Go West, Young Man

I spend much of my time up North, or Central, or sometimes East.  Suddenly, though, I will be going West for two gigs which I am very much looking forward to.  The cynic in me would like to point out to myself that both of these gigs are really near wine country.  I guess there are advantages to being a conductor.

This Monday I get on a plane to fly off to the People’s Republic of Berkeley.  I have a real soft spot for this gig for a number of reasons.  My Dad’s name is “Berkley,” and I’m a Socialist at heart (venture capitalist everywhere else).  I suspect I will enjoy hanging out in the East Bay with my fellow radicals, lobbing verbal grenades at the Right and counting the days until the election.  The Berkeley Symphony is Kent Nagano’s old band but he’s leaving the position, so they are looking for a Music Director.

I am officially skeptical of Music Director positions in general.  It reminds me of the race for the Presidency – why would you spend two years of your life running around, getting trashed by the opposition, only to get elected and then be blamed for all the world’s problems?  In the music biz sometimes people don’t even wait for you to officially start your tenure.  In the past couple of weeks I’ve read media reports bashing both Gilbert and Eschenbach, and if memory serves they don’t even start their gigs until next season.  Yikes.

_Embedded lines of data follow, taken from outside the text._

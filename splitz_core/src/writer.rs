use std::fs::{self, File};
use std::io::{self, BufWriter, Write};
use std::path::Path;

use byteorder::{BigEndian, WriteBytesExt};
use tracing::{debug, trace};

use crate::block::{BlockCompressor, CountingWriter};
use crate::checksum::{ChecksumFlags, ChecksumScope};
use crate::codec::Codec;
use crate::config::WriterOptions;
use crate::error::{check_range, Error, Result};
use crate::format::{LzopHeader, F_OS_UNIX};
use crate::index::{index_path, IndexFile, IndexWriter};

/// Streaming writer for the raw block variant.
///
/// # Write contract
/// Call [`write`](Self::write) any number of times with arbitrary-sized byte
/// slices. Every `block_size` raw bytes become one frame. Call
/// [`finish`](Self::finish) (or [`flush`](Self::flush)) to emit the partial
/// trailing block; dropping the writer loses it.
///
/// # Format layout written
/// ```text
/// [ulen u32 BE][clen u32 BE][payload: clen bytes]   ← repeated, no header
/// ```
/// The stream ends where the bytes end. There is no terminator.
pub struct BlockWriter<W: Write, I: Write = io::Sink> {
    sink: CountingWriter<W>,
    compressor: BlockCompressor,
    index: Option<IndexWriter<I>>,
    frames: u64,
}

impl<W: Write> BlockWriter<W> {
    pub fn new(sink: W, codec: Box<dyn Codec>, block_size: usize) -> Result<Self> {
        debug!(
            "Opening raw block stream: codec={} block_size={}",
            codec.name(),
            block_size
        );
        Ok(Self {
            sink: CountingWriter::new(sink),
            compressor: BlockCompressor::new(codec, block_size)?,
            index: None,
            frames: 0,
        })
    }
}

impl<W: Write, I: Write> BlockWriter<W, I> {
    /// Capture frame offsets into `index_sink` while writing.
    ///
    /// Must be attached before the first frame is emitted.
    pub fn with_index<J: Write>(self, index_sink: J) -> Result<BlockWriter<W, J>> {
        if self.frames > 0 {
            return Err(Error::InvalidArgument(format!(
                "index attached after {} frames were written",
                self.frames
            )));
        }
        Ok(BlockWriter {
            sink: self.sink,
            compressor: self.compressor,
            index: Some(IndexWriter::new(index_sink)),
            frames: self.frames,
        })
    }

    pub fn write(&mut self, data: &[u8]) -> Result<()> {
        let Self {
            sink,
            compressor,
            index,
            frames,
        } = self;
        compressor.write(data, |raw, compressed| {
            emit_raw_frame(sink, index.as_mut(), raw, compressed)?;
            *frames += 1;
            Ok(())
        })
    }

    /// Write `len` bytes of `buf` starting at `offset`.
    ///
    /// The range is validated before anything is buffered.
    pub fn write_range(&mut self, buf: &[u8], offset: usize, len: usize) -> Result<()> {
        check_range(buf.len(), offset, len)?;
        self.write(&buf[offset..offset + len])
    }

    /// Emit held-over bytes as a (possibly short) frame and flush the sink
    /// and index.
    pub fn flush(&mut self) -> Result<()> {
        let Self {
            sink,
            compressor,
            index,
            frames,
        } = self;
        compressor.flush(|raw, compressed| {
            emit_raw_frame(sink, index.as_mut(), raw, compressed)?;
            *frames += 1;
            Ok(())
        })?;
        if let Some(index) = self.index.as_mut() {
            index.flush()?;
        }
        self.sink.flush()?;
        Ok(())
    }

    /// Flush everything and return the number of frames written so far.
    pub fn finish(&mut self) -> Result<u64> {
        self.flush()?;
        debug!(
            "Finished raw block stream: {} frames, {} bytes",
            self.frames,
            self.sink.position()
        );
        Ok(self.frames)
    }

    /// Discard held-over bytes without touching the sink.
    pub fn reset(&mut self) {
        self.compressor.reset();
    }

    pub fn frames_written(&self) -> u64 {
        self.frames
    }

    /// Bytes emitted to the sink so far.
    pub fn bytes_written(&self) -> u64 {
        self.sink.position()
    }

    pub fn pending(&self) -> usize {
        self.compressor.pending()
    }

    /// Finish and hand back the sink and, if attached, the index sink.
    pub fn into_inner(mut self) -> Result<(W, Option<I>)> {
        self.finish()?;
        let index = self.index.map(IndexWriter::into_inner).transpose()?;
        Ok((self.sink.into_inner(), index))
    }
}

impl<W: Write, I: Write> Write for BlockWriter<W, I> {
    fn write(&mut self, buf: &[u8]) -> io::Result<usize> {
        BlockWriter::write(self, buf)?;
        Ok(buf.len())
    }

    fn flush(&mut self) -> io::Result<()> {
        BlockWriter::flush(self).map_err(io::Error::from)
    }
}

fn emit_raw_frame<W: Write, I: Write>(
    sink: &mut CountingWriter<W>,
    index: Option<&mut IndexWriter<I>>,
    raw: &[u8],
    compressed: &[u8],
) -> Result<()> {
    if let Some(index) = index {
        index.record(sink.position())?;
    }
    sink.write_u32::<BigEndian>(raw.len() as u32)?;
    sink.write_u32::<BigEndian>(compressed.len() as u32)?;
    sink.write_all(compressed)?;
    trace!("Frame: {} -> {} bytes", raw.len(), compressed.len());
    Ok(())
}

#[derive(Debug, Clone, Copy, PartialEq, Eq)]
enum Member {
    /// Header written, frames may follow.
    Open,
    /// Terminator written.
    Finished,
    /// Reset after finish: the next frame (or finish) starts a new member
    /// and writes its header first.
    HeaderPending,
}

/// Streaming writer for the lzop-compatible container.
///
/// # Format layout written
/// ```text
/// [HEADER: magic, versions, method, level, flags, mode, mtime, name, checksum]
/// [ulen][clen][d-checksums][c-checksums if clen < ulen][payload]   ← per block
/// [0u32]                                                            ← terminator
/// ```
/// A block whose compressed form is not smaller than its plaintext is stored
/// as-is with `clen == ulen`; stored blocks carry no compressed-side checksums.
///
/// The header goes out when the writer is constructed. [`finish`](Self::finish)
/// writes the terminator. After a finish, [`reset`](Self::reset) lets the same
/// writer append another member to the sink.
pub struct LzopWriter<W: Write, I: Write = io::Sink> {
    sink: CountingWriter<W>,
    compressor: BlockCompressor,
    index: Option<IndexWriter<I>>,
    header: LzopHeader,
    checksums: ChecksumFlags,
    member: Member,
    frames: u64,
}

impl<W: Write> LzopWriter<W> {
    pub fn new(sink: W, codec: Box<dyn Codec>, options: &WriterOptions) -> Result<Self> {
        let header = LzopHeader::new(
            codec.method(),
            codec.level(),
            options.checksums.to_flags() | F_OS_UNIX,
            options.resolved_mtime(),
        );
        let compressor = BlockCompressor::new(codec, options.block_size)?;
        let mut sink = CountingWriter::new(sink);
        let header_len = header.write_to(&mut sink)?;
        debug!(
            "Opening container stream: codec={} block_size={} flags={:#010x} header_len={}",
            compressor.codec().name(),
            options.block_size,
            header.flags,
            header_len
        );
        Ok(Self {
            sink,
            compressor,
            index: None,
            header,
            checksums: options.checksums,
            member: Member::Open,
            frames: 0,
        })
    }
}

impl LzopWriter<BufWriter<File>, IndexFile> {
    /// Create a container file at `path`, overwriting any existing file.
    ///
    /// An index left over from an earlier file at `path` is removed. With
    /// `options.index` set, the split index is captured into `<path>.idx.tmp`
    /// as frames are written and renamed to `<path>.idx` by
    /// [`close`](Self::close).
    pub fn create(
        path: impl AsRef<Path>,
        codec: Box<dyn Codec>,
        options: &WriterOptions,
    ) -> Result<Self> {
        let path = path.as_ref();
        let index_file = index_path(path);
        match fs::remove_file(&index_file) {
            Ok(()) => debug!("Removed stale index {:?}", index_file),
            Err(e) if e.kind() == io::ErrorKind::NotFound => {}
            Err(e) => return Err(e.into()),
        }
        let file = BufWriter::new(File::create(path)?);
        let writer = LzopWriter::new(file, codec, options)?;
        let index = if options.index {
            debug!("Capturing split index for {:?}", index_file);
            Some(IndexWriter::new(IndexFile::create(index_file)?))
        } else {
            None
        };
        Ok(LzopWriter {
            sink: writer.sink,
            compressor: writer.compressor,
            index,
            header: writer.header,
            checksums: writer.checksums,
            member: writer.member,
            frames: writer.frames,
        })
    }

    /// Finish, flush the file, and publish the index if one is captured.
    ///
    /// Until this returns, no index is visible under the final name.
    pub fn close(self) -> Result<()> {
        let (file, index) = self.into_inner()?;
        file.get_ref().sync_all()?;
        if let Some(index) = index {
            let target = index.publish()?;
            debug!("Published split index {:?}", target);
        }
        Ok(())
    }
}

impl<W: Write, I: Write> LzopWriter<W, I> {
    /// Capture frame offsets into `index_sink` while writing.
    ///
    /// Must be attached before the first frame is emitted.
    pub fn with_index<J: Write>(self, index_sink: J) -> Result<LzopWriter<W, J>> {
        if self.frames > 0 {
            return Err(Error::InvalidArgument(format!(
                "index attached after {} frames were written",
                self.frames
            )));
        }
        Ok(LzopWriter {
            sink: self.sink,
            compressor: self.compressor,
            index: Some(IndexWriter::new(index_sink)),
            header: self.header,
            checksums: self.checksums,
            member: self.member,
            frames: self.frames,
        })
    }

    pub fn header(&self) -> &LzopHeader {
        &self.header
    }

    pub fn write(&mut self, data: &[u8]) -> Result<()> {
        if self.member == Member::Finished {
            return Err(Error::InvalidArgument(
                "write after finish; reset the writer to start a new member".into(),
            ));
        }
        if data.is_empty() {
            return Ok(());
        }
        self.open_member()?;
        let Self {
            sink,
            compressor,
            index,
            checksums,
            frames,
            ..
        } = self;
        compressor.write(data, |raw, compressed| {
            emit_lzop_frame(sink, index.as_mut(), *checksums, raw, compressed)?;
            *frames += 1;
            Ok(())
        })
    }

    /// Write `len` bytes of `buf` starting at `offset`.
    ///
    /// The range is validated before anything is buffered.
    pub fn write_range(&mut self, buf: &[u8], offset: usize, len: usize) -> Result<()> {
        check_range(buf.len(), offset, len)?;
        self.write(&buf[offset..offset + len])
    }

    /// Emit held-over bytes as a short frame and flush the sink and index.
    ///
    /// Does not write the terminator; the stream stays open.
    pub fn flush(&mut self) -> Result<()> {
        self.flush_frames()?;
        if let Some(index) = self.index.as_mut() {
            index.flush()?;
        }
        self.sink.flush()?;
        Ok(())
    }

    fn flush_frames(&mut self) -> Result<()> {
        if self.compressor.pending() == 0 {
            return Ok(());
        }
        self.open_member()?;
        let Self {
            sink,
            compressor,
            index,
            checksums,
            frames,
            ..
        } = self;
        compressor.flush(|raw, compressed| {
            emit_lzop_frame(sink, index.as_mut(), *checksums, raw, compressed)?;
            *frames += 1;
            Ok(())
        })
    }

    fn open_member(&mut self) -> Result<()> {
        if self.member == Member::HeaderPending {
            let header_len = self.header.write_to(&mut self.sink)?;
            debug!(
                "Starting new container member at offset {} ({} header bytes)",
                self.sink.position() - header_len,
                header_len
            );
            self.member = Member::Open;
        }
        Ok(())
    }

    /// Flush held-over bytes, write the terminator, and flush the sink and
    /// index. Returns the number of frames written across all members.
    ///
    /// Finishing twice is a no-op.
    pub fn finish(&mut self) -> Result<u64> {
        if self.member == Member::Finished {
            return Ok(self.frames);
        }
        self.open_member()?;
        self.flush_frames()?;
        self.sink.write_u32::<BigEndian>(0)?;
        if let Some(index) = self.index.as_mut() {
            index.flush()?;
        }
        self.sink.flush()?;
        self.member = Member::Finished;
        debug!(
            "Finished container stream: {} frames, {} bytes",
            self.frames,
            self.sink.position()
        );
        Ok(self.frames)
    }

    /// Return to the pre-first-frame state without touching the sink.
    ///
    /// Held-over bytes are dropped. The header is not re-emitted for an open
    /// member; after a finish, the next member's header is written before
    /// its first frame.
    pub fn reset(&mut self) {
        self.compressor.reset();
        if self.member == Member::Finished {
            self.member = Member::HeaderPending;
        }
        debug!("Reset container writer at offset {}", self.sink.position());
    }

    pub fn frames_written(&self) -> u64 {
        self.frames
    }

    /// Bytes emitted to the sink so far, headers and terminators included.
    pub fn bytes_written(&self) -> u64 {
        self.sink.position()
    }

    pub fn pending(&self) -> usize {
        self.compressor.pending()
    }

    /// Finish an open member and hand back the sink and, if attached, the
    /// index sink. A writer reset after finish with nothing written since
    /// adds no further member.
    pub fn into_inner(mut self) -> Result<(W, Option<I>)> {
        if self.member == Member::Open {
            self.finish()?;
        }
        let index = self.index.map(IndexWriter::into_inner).transpose()?;
        let mut sink = self.sink.into_inner();
        sink.flush()?;
        Ok((sink, index))
    }
}

impl<W: Write, I: Write> Write for LzopWriter<W, I> {
    fn write(&mut self, buf: &[u8]) -> io::Result<usize> {
        LzopWriter::write(self, buf)?;
        Ok(buf.len())
    }

    fn flush(&mut self) -> io::Result<()> {
        LzopWriter::flush(self).map_err(io::Error::from)
    }
}

fn emit_lzop_frame<W: Write, I: Write>(
    sink: &mut CountingWriter<W>,
    index: Option<&mut IndexWriter<I>>,
    checksums: ChecksumFlags,
    raw: &[u8],
    compressed: &[u8],
) -> Result<()> {
    if let Some(index) = index {
        index.record(sink.position())?;
    }
    let stored = compressed.len() >= raw.len();
    let payload = if stored { raw } else { compressed };

    sink.write_u32::<BigEndian>(raw.len() as u32)?;
    sink.write_u32::<BigEndian>(payload.len() as u32)?;
    for kind in checksums.kinds(ChecksumScope::Uncompressed) {
        sink.write_u32::<BigEndian>(kind.compute(raw))?;
    }
    if !stored {
        for kind in checksums.kinds(ChecksumScope::Compressed) {
            sink.write_u32::<BigEndian>(kind.compute(compressed))?;
        }
    }
    sink.write_all(payload)?;
    trace!(
        "Frame: {} -> {} bytes{}",
        raw.len(),
        payload.len(),
        if stored { " (stored)" } else { "" }
    );
    Ok(())
}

There’s also the “I already have a gig” thing.  I firmly believe that the “multiple orchestras” approach has been to the great detriment of orchestras everywhere.  I have a hard enough time running one $8.5 Million organization.  Why would I want to run more?  Would Steve Jobs take over MicroSoft as well as Apple?  I think not.

But the Berkeley Symphony might be an exception to the rule simply because of how their season is structured and how the organization functions.  The band is predominantly formed by top freelancers in the Bay area and they have an excellent reputation.  Their is a strong 20th/21st Century tradition in the orchestra’s programming and they have gained a reputation for being on the cutting edge.  Not easy to do in the shadow of the San Francisco Symphony and MTT.  None-the-less, what will be most important to see is whether their is an artistic spark between us.  Everything else is secondary.

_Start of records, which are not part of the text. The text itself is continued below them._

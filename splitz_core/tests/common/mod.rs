#![allow(dead_code)]

use std::io::Read;
use std::sync::Arc;

use splitz_codecs::{CodecKind, Lz4Codec};
use splitz_core::{BlockReader, BlockWriter, LzopReader, LzopWriter, Result, WriterOptions};

pub const RHYME: &str = "\
Mary had a little lamb,
Its fleece was white as snow;
And everywhere that Mary went,
The lamb was sure to go.
It followed her to school one day,
Which was against the rule;
It made the children laugh and play
To see a lamb at school.
And so the schoolmaster turned it out,
But still it lingered near,
And waited patiently about
Till Mary did appear.
Why does the lamb love Mary so?
The eager children cry;
Why, Mary loves the lamb, you know,
The schoolmaster did reply.
And you each gentle animal
In confidence may bind,
And make them follow at your will,
If you are only kind.
Then Mary took her little lamb
And led it gently home,
And there it stayed the whole night long
Nor ever more did roam.
";

/// Generate `len` deterministic bytes using a simple LCG.
pub fn pseudo_random_bytes(len: usize, seed: u64) -> Vec<u8> {
    let mut rng = seed;
    (0..len)
        .map(|_| {
            rng = rng
                .wrapping_mul(6364136223846793005)
                .wrapping_add(1442695040888963407);
            (rng >> 56) as u8
        })
        .collect()
}

/// Generate `len` highly compressible bytes (repeating pattern).
pub fn compressible_bytes(len: usize) -> Vec<u8> {
    let pattern = b"the quick brown fox jumps over the lazy dog. ";
    (0..len).map(|i| pattern[i % pattern.len()]).collect()
}

pub fn options(block_size: usize) -> WriterOptions {
    WriterOptions::default()
        .with_block_size(block_size)
        .with_mtime(1_700_000_000)
}

/// Container-encode `data`, writing it in `chunk`-sized pieces.
pub fn encode_container(
    data: &[u8],
    kind: CodecKind,
    opts: &WriterOptions,
    chunk: usize,
) -> Vec<u8> {
    let mut w = LzopWriter::new(Vec::new(), kind.build(None), opts).unwrap();
    for piece in data.chunks(chunk.max(1)) {
        w.write(piece).unwrap();
    }
    w.into_inner().unwrap().0
}

/// Container-encode `data` with lz4 and capture the inline index bytes.
pub fn encode_container_indexed(data: &[u8], opts: &WriterOptions) -> (Vec<u8>, Vec<u8>) {
    let w = LzopWriter::new(Vec::new(), Box::new(Lz4Codec), opts).unwrap();
    let mut w = w.with_index(Vec::new()).unwrap();
    w.write(data).unwrap();
    let (bytes, index) = w.into_inner().unwrap();
    (bytes, index.unwrap())
}

pub fn encode_raw(data: &[u8], kind: CodecKind, block_size: usize, chunk: usize) -> Vec<u8> {
    let mut w = BlockWriter::new(Vec::new(), kind.build(None), block_size).unwrap();
    for piece in data.chunks(chunk.max(1)) {
        w.write(piece).unwrap();
    }
    w.into_inner().unwrap().0
}

/// Decode every frame through the typed API.
pub fn decode_container<R: Read>(reader: &mut LzopReader<R>) -> Result<Vec<u8>> {
    let mut out = Vec::new();
    while reader.read_frame()? {
        let start = out.len();
        out.resize(start + reader.available(), 0);
        let len = out.len() - start;
        reader.read_range(&mut out, start, len)?;
    }
    Ok(out)
}

pub fn decode_raw<R: Read>(reader: &mut BlockReader<R>) -> Result<Vec<u8>> {
    let mut out = Vec::new();
    while reader.read_frame()? {
        let start = out.len();
        out.resize(start + reader.available(), 0);
        let len = out.len() - start;
        reader.read_range(&mut out, start, len)?;
    }
    Ok(out)
}

pub fn container_reader(bytes: &[u8], kind: CodecKind) -> Result<LzopReader<&[u8]>> {
    LzopReader::new(bytes, Arc::from(kind.build(None)))
}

And speaking of programming – I bet almost everybody, orchestra and audience alike, will be unfamiliar with the music we’ll perform.  We’re starting with a trio of short French works – a waltz by Tailleferre, an arrangement of Fille aux Cheveux of Debussy, and a short work by my favorite lady Lili Boulanger.  Then comes the American premiere of Alan Gilliland’s Dreaming of the Masters II which was a commission of mine with the Edmonton Symphony.  Finishing the program is the mighty first Symphony of Martinu, a vastly under-appreciated work which I stumbled across a few years ago.  I would recommend it to everyone, though I haven’t found a recording of it that I like yet.  Perhaps I’ll just have to do it myself.

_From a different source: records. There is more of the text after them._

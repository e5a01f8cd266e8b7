//! On-disk constants and the lzop-compatible container header.

use std::io::{self, Read, Write};

use byteorder::{BigEndian, ReadBytesExt, WriteBytesExt};
use tracing::debug;

use crate::checksum::ChecksumKind;
use crate::error::{truncated_on_eof, Error, Result};

/// 9 bytes at the top of every container stream.
pub const MAGIC: [u8; 9] = [0x89, b'L', b'Z', b'O', 0x00, b'\r', b'\n', 0x1a, b'\n'];

/// Format version written by this crate.
pub const LZOP_VERSION: u16 = 0x1010;

/// Oldest format version a reader must understand to decode our output.
pub const LZOP_COMPAT_VERSION: u16 = 0x0940;

/// Library version recorded in written headers.
pub const LIBRARY_VERSION: u16 = 0x2060;

/// Streams older than this predate the stable header layout.
pub const MIN_READABLE_VERSION: u16 = 0x0900;

/// Default raw bytes per block: 256 KB.
pub const DEFAULT_BLOCK_SIZE: usize = 256 * 1024;

/// Largest block a container frame may declare: 64 MB.
pub const MAX_BLOCK_SIZE: usize = 64 * 1024 * 1024;

/// Raw frame header: uncompressed length + compressed length.
pub const FRAME_HEADER_SIZE: u64 = 8;

/// Unix permission bits recorded for written streams (0100644).
pub const DEFAULT_MODE: u32 = 0o100_644;

// ── Methods ────────────────────────────────────────────────────────────────

pub const METHOD_LZO1X_1: u8 = 1;
pub const METHOD_LZO1X_1_15: u8 = 2;
pub const METHOD_LZO1X_999: u8 = 3;
pub const METHOD_STORED: u8 = 0x40;
pub const METHOD_LZ4: u8 = 0x41;
pub const METHOD_ZSTD: u8 = 0x42;

// ── Flags ──────────────────────────────────────────────────────────────────

pub const F_ADLER32_D: u32 = 0x0000_0001;
pub const F_ADLER32_C: u32 = 0x0000_0002;
pub const F_STDIN: u32 = 0x0000_0004;
pub const F_STDOUT: u32 = 0x0000_0008;
pub const F_NAME_DEFAULT: u32 = 0x0000_0010;
pub const F_DOSISH: u32 = 0x0000_0020;
pub const F_H_EXTRA_FIELD: u32 = 0x0000_0040;
pub const F_H_GMTDIFF: u32 = 0x0000_0080;
pub const F_CRC32_D: u32 = 0x0000_0100;
pub const F_CRC32_C: u32 = 0x0000_0200;
pub const F_MULTIPART: u32 = 0x0000_0400;
pub const F_H_FILTER: u32 = 0x0000_0800;
pub const F_H_CRC32: u32 = 0x0000_1000;
pub const F_H_PATH: u32 = 0x0000_2000;
pub const F_MASK: u32 = 0x0000_3FFF;

/// Operating system that created the stream (mostly informational).
pub const F_OS_FAT: u32 = 0x0000_0000;
pub const F_OS_UNIX: u32 = 0x0300_0000;
pub const F_OS_NTFS: u32 = 0x0b00_0000;
pub const F_OS_SHIFT: u32 = 24;
pub const F_OS_MASK: u32 = 0xff00_0000;

/// Character set of the stored file name (mostly informational).
pub const F_CS_NATIVE: u32 = 0x0000_0000;
pub const F_CS_UTF8: u32 = 0x0050_0000;
pub const F_CS_SHIFT: u32 = 20;
pub const F_CS_MASK: u32 = 0x00f0_0000;

/// These bits must be zero.
pub const F_RESERVED: u32 = !(F_MASK | F_OS_MASK | F_CS_MASK);

// ── Header ─────────────────────────────────────────────────────────────────

/// Decoded container header.
#[derive(Debug, Clone, PartialEq, Eq)]
pub struct LzopHeader {
    pub version: u16,
    pub library_version: u16,
    pub version_needed: u16,
    pub method: u8,
    pub level: u8,
    pub flags: u32,
    pub filter: Option<u32>,
    pub mode: u32,
    pub mtime: u32,
    pub gmtdiff: u32,
    pub name: Vec<u8>,
    pub extra: Option<Vec<u8>>,
}

impl LzopHeader {
    /// Header for a freshly written stream.
    pub fn new(method: u8, level: u8, flags: u32, mtime: u32) -> Self {
        Self {
            version: LZOP_VERSION,
            library_version: LIBRARY_VERSION,
            version_needed: LZOP_COMPAT_VERSION,
            method,
            level,
            flags,
            filter: None,
            mode: DEFAULT_MODE,
            mtime,
            gmtdiff: 0,
            name: Vec::new(),
            extra: None,
        }
    }

    pub fn has_flag(&self, flag: u32) -> bool {
        self.flags & flag != 0
    }

    fn header_checksum_kind(&self) -> ChecksumKind {
        if self.has_flag(F_H_CRC32) {
            ChecksumKind::Crc32
        } else {
            ChecksumKind::Adler32
        }
    }

    /// Bytes between the magic and the header checksum.
    fn body_bytes(&self) -> io::Result<Vec<u8>> {
        let mut body = Vec::with_capacity(32 + self.name.len());
        body.write_u16::<BigEndian>(self.version)?;
        body.write_u16::<BigEndian>(self.library_version)?;
        if self.version >= 0x0940 {
            body.write_u16::<BigEndian>(self.version_needed)?;
        }
        body.write_u8(self.method)?;
        if self.version >= 0x0940 {
            body.write_u8(self.level)?;
        }
        body.write_u32::<BigEndian>(self.flags)?;
        if let Some(filter) = self.filter {
            body.write_u32::<BigEndian>(filter)?;
        }
        body.write_u32::<BigEndian>(self.mode)?;
        body.write_u32::<BigEndian>(self.mtime)?;
        if self.version >= 0x0940 {
            body.write_u32::<BigEndian>(self.gmtdiff)?;
        }
        body.write_u8(self.name.len() as u8)?;
        body.write_all(&self.name)?;
        Ok(body)
    }

    /// Serialize the header, returning the number of bytes written.
    pub fn write_to<W: Write>(&self, mut writer: W) -> Result<u64> {
        if self.name.len() > u8::MAX as usize {
            return Err(Error::InvalidArgument(format!(
                "stored name is {} bytes, limit is 255",
                self.name.len()
            )));
        }
        let kind = self.header_checksum_kind();
        let body = self.body_bytes()?;
        writer.write_all(&MAGIC)?;
        writer.write_all(&body)?;
        writer.write_u32::<BigEndian>(kind.compute(&body))?;
        let mut written = (MAGIC.len() + body.len() + 4) as u64;
        if let Some(extra) = &self.extra {
            let mut field = Vec::with_capacity(4 + extra.len());
            field.write_u32::<BigEndian>(extra.len() as u32)?;
            field.write_all(extra)?;
            writer.write_all(&field)?;
            writer.write_u32::<BigEndian>(kind.compute(&field))?;
            written += field.len() as u64 + 4;
        }
        Ok(written)
    }

    /// Length of the serialized header.
    pub fn encoded_len(&self) -> u64 {
        let versioned = if self.version >= 0x0940 { 2 + 1 + 4 } else { 0 };
        let filter = if self.filter.is_some() { 4 } else { 0 };
        let extra = self.extra.as_ref().map_or(0, |e| 4 + e.len() as u64 + 4);
        MAGIC.len() as u64 + 2 + 2 + 1 + 4 + 4 + 4 + 1 + 4
            + versioned
            + filter
            + self.name.len() as u64
            + extra
    }

    /// Parse and validate a header, returning it with its encoded length.
    pub fn read_from<R: Read>(reader: R) -> Result<(Self, u64)> {
        let mut src = Recording::new(reader);

        let mut magic = [0u8; 9];
        src.inner
            .read_exact(&mut magic)
            .map_err(|e| truncated_on_eof(e, "EOF inside container magic"))?;
        if magic != MAGIC {
            return Err(Error::InvalidMagic(magic));
        }

        let version = src.u16()?;
        if version < MIN_READABLE_VERSION {
            return Err(Error::UnsupportedVersion(version));
        }
        let library_version = src.u16()?;
        let version_needed = if version >= 0x0940 {
            let needed = src.u16()?;
            if needed > LZOP_VERSION {
                return Err(Error::UnsupportedVersion(needed));
            }
            needed
        } else {
            0
        };
        let method = src.u8()?;
        let level = if version >= 0x0940 { src.u8()? } else { 0 };
        let flags = src.u32()?;
        if flags & F_RESERVED != 0 {
            return Err(Error::ReservedFlags(flags & F_RESERVED));
        }
        if flags & F_MULTIPART != 0 {
            return Err(Error::Unsupported("multipart streams"));
        }
        let filter = if flags & F_H_FILTER != 0 {
            Some(src.u32()?)
        } else {
            None
        };
        let mode = src.u32()?;
        let mtime = src.u32()?;
        let gmtdiff = if version >= 0x0940 { src.u32()? } else { 0 };
        let name_len = src.u8()? as usize;
        let mut name = vec![0u8; name_len];
        src.bytes(&mut name)?;

        let mut header = Self {
            version,
            library_version,
            version_needed,
            method,
            level,
            flags,
            filter,
            mode,
            mtime,
            gmtdiff,
            name,
            extra: None,
        };

        let kind = header.header_checksum_kind();
        let actual = kind.compute(&src.recorded);
        let expected = src.plain_u32()?;
        if expected != actual {
            return Err(Error::HeaderChecksum { expected, actual });
        }

        if header.has_flag(F_H_EXTRA_FIELD) {
            src.recorded.clear();
            let len = src.u32()? as usize;
            if len > MAX_BLOCK_SIZE {
                return Err(Error::CorruptFrame(format!("extra field of {len} bytes")));
            }
            let mut extra = vec![0u8; len];
            src.bytes(&mut extra)?;
            let actual = kind.compute(&src.recorded);
            let expected = src.plain_u32()?;
            if expected != actual {
                return Err(Error::HeaderChecksum { expected, actual });
            }
            header.extra = Some(extra);
        }

        if header.filter.is_some() {
            return Err(Error::Unsupported("header filters"));
        }

        let len = header.encoded_len();
        debug!(
            "Parsed container header: version {:#06x}, method {:#04x}, flags {:#010x}, {} bytes",
            header.version, header.method, header.flags, len
        );
        Ok((header, len))
    }
}

/// Reader that keeps a copy of every header byte for the header checksum.
struct Recording<R> {
    inner: R,
    recorded: Vec<u8>,
}

impl<R: Read> Recording<R> {
    fn new(inner: R) -> Self {
        Self {
            inner,
            recorded: Vec::with_capacity(64),
        }
    }

    fn bytes(&mut self, buf: &mut [u8]) -> Result<()> {
        self.inner
            .read_exact(buf)
            .map_err(|e| truncated_on_eof(e, "EOF inside container header"))?;
        self.recorded.extend_from_slice(buf);
        Ok(())
    }

    fn u8(&mut self) -> Result<u8> {
        let mut buf = [0u8; 1];
        self.bytes(&mut buf)?;
        Ok(buf[0])
    }

    fn u16(&mut self) -> Result<u16> {
        let mut buf = [0u8; 2];
        self.bytes(&mut buf)?;
        Ok(u16::from_be_bytes(buf))
    }

    fn u32(&mut self) -> Result<u32> {
        let mut buf = [0u8; 4];
        self.bytes(&mut buf)?;
        Ok(u32::from_be_bytes(buf))
    }

    /// Read a checksum field, which is not itself covered by the checksum.
    fn plain_u32(&mut self) -> Result<u32> {
        self.inner
            .read_u32::<BigEndian>()
            .map_err(|e| truncated_on_eof(e, "EOF inside container header"))
    }
}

One good thing I know already about the Berkeley Symphony – they seem to be a realistic bunch.  We got caught in a catch-22 when we scheduled this week.  I was sent a tentative schedule a few weeks ago and my heart dropped.  From the first rehearsal Monday night through Thursday night they wanted me to do 5 rehearsals, a concert, meetings with the orchestra, the Board, the Search Committee, the Staff, the E.D., some PR, a pre-concert dinner, a pre-concert lecture,  a post-concert reception, and a swim from Alcatraz Island (OK, I made that last one up).  Obviously they were trying to get in as much as possible, which makes sense for an organization of this size.  The problem is that not only am I the guest conductor but I’m also the soloist.  The other problem is that I am not Barenboim or Eschenback.  I can’t just sit down and knock this stuff off, I actually have to practice, relax, etc.

So I called Berkeley and said “look, you’re asking me to do three things here – conduct the concert, be soloist for the concert, and interview for a job. I can do two out of those three things but I can’t do all three.”  To their immense credit they understood and suddenly my schedule was clearing faster than a AIG fire sale.  That the people who run this orchestra understand this kind of situation is a definite plus, and it reflects positively on the organization as a whole.

So I’m looking forward to my Berkeley week.  I’ll see a lot of old friends, make some good music, and hopefully get to eat at the Slanted Door, one of my favorite restaurants in the world.